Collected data

⁂

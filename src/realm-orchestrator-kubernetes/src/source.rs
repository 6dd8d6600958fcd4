// Copyright Materialize, Inc. and contributors. All rights reserved.
//
// Use of this software is governed by the Business Source License
// included in the LICENSE file.
//
// As of the Change Date specified in that file, in accordance with
// the Business Source License, use of this software will be governed
// by the Apache License, Version 2.0.

//! Realm declarations read from, and watched on, `Realm` objects.

use std::collections::BTreeMap;
use std::fmt;
use std::sync::{Arc, Mutex};

use async_trait::async_trait;
use futures::stream::{BoxStream, StreamExt};
use kube::api::{Api, ListParams};
use kube::client::Client;
use kube::runtime::watcher;
use kube::runtime::watcher::Event;
use realm_cloud_resources::crd::realm::v1alpha1::Realm as RealmResource;
use realm_orchestrator::{Notification, NotificationKind, RealmSource};
use realm_types::{Realm, RealmId, SpecHash};
use tracing::warn;

#[derive(Clone)]
pub struct KubernetesRealmSource {
    api: Api<RealmResource>,
    namespace: String,
}

impl fmt::Debug for KubernetesRealmSource {
    fn fmt(&self, f: &mut fmt::Formatter) -> fmt::Result {
        f.debug_struct("KubernetesRealmSource")
            .field("namespace", &self.namespace)
            .finish()
    }
}

impl KubernetesRealmSource {
    pub fn new(client: Client, namespace: &str) -> KubernetesRealmSource {
        KubernetesRealmSource {
            api: Api::namespaced(client, namespace),
            namespace: namespace.into(),
        }
    }
}

#[async_trait]
impl RealmSource for KubernetesRealmSource {
    async fn get(&self, realm_id: &RealmId) -> Result<Option<Realm>, anyhow::Error> {
        let resource = self.api.get_opt(realm_id.as_str()).await?;
        Ok(resource
            .filter(|resource| resource.metadata.deletion_timestamp.is_none())
            .map(|resource| resource.declaration(&self.namespace)))
    }

    async fn list(&self) -> Result<Vec<Realm>, anyhow::Error> {
        let resources = self.api.list(&ListParams::default()).await?;
        Ok(resources
            .into_iter()
            .filter(|resource| resource.metadata.deletion_timestamp.is_none())
            .map(|resource| resource.declaration(&self.namespace))
            .collect())
    }

    fn watch(&self) -> BoxStream<'static, Notification> {
        let seen = Arc::new(Mutex::new(BTreeMap::new()));
        let stream = watcher(self.api.clone(), watcher::Config::default()).filter_map(move |event| {
            let seen = Arc::clone(&seen);
            async move {
                match event {
                    Ok(event) => translate(event, &mut seen.lock().expect("lock poisoned")),
                    Err(error) => {
                        warn!("realm watch error: {error}");
                        None
                    }
                }
            }
        });
        Box::pin(stream)
    }
}

/// Turns a watch event into a notification, remembering the last spec hash
/// seen for each realm so that spec changes can be told apart from other
/// updates.
fn translate(
    event: Event<RealmResource>,
    seen: &mut BTreeMap<RealmId, SpecHash>,
) -> Option<Notification> {
    match event {
        Event::Apply(resource) | Event::InitApply(resource) => {
            let realm_id = resource.realm_id();
            if resource.metadata.deletion_timestamp.is_some() {
                seen.remove(&realm_id);
                return Some(Notification::new(NotificationKind::Delete, realm_id));
            }
            let hash = resource.spec.template.spec_hash();
            let kind = match seen.insert(realm_id.clone(), hash.clone()) {
                None => NotificationKind::Add,
                Some(previous) if previous != hash => NotificationKind::UpdateSpec,
                Some(_) => NotificationKind::Reconcile,
            };
            Some(Notification::new(kind, realm_id).with_spec_hash(hash))
        }
        Event::Delete(resource) => {
            let realm_id = resource.realm_id();
            seen.remove(&realm_id);
            Some(Notification::new(NotificationKind::Delete, realm_id))
        }
        Event::Init | Event::InitDone => None,
    }
}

⁂

§ **REQUIRED WORK**
Find every line in the records that uses the string "impl", then copy it.

§ **OUTPUT OF THE EXERCISE**
impl fmt::Debug for KubernetesRealmSource {
impl KubernetesRealmSource {
impl RealmSource for KubernetesRealmSource {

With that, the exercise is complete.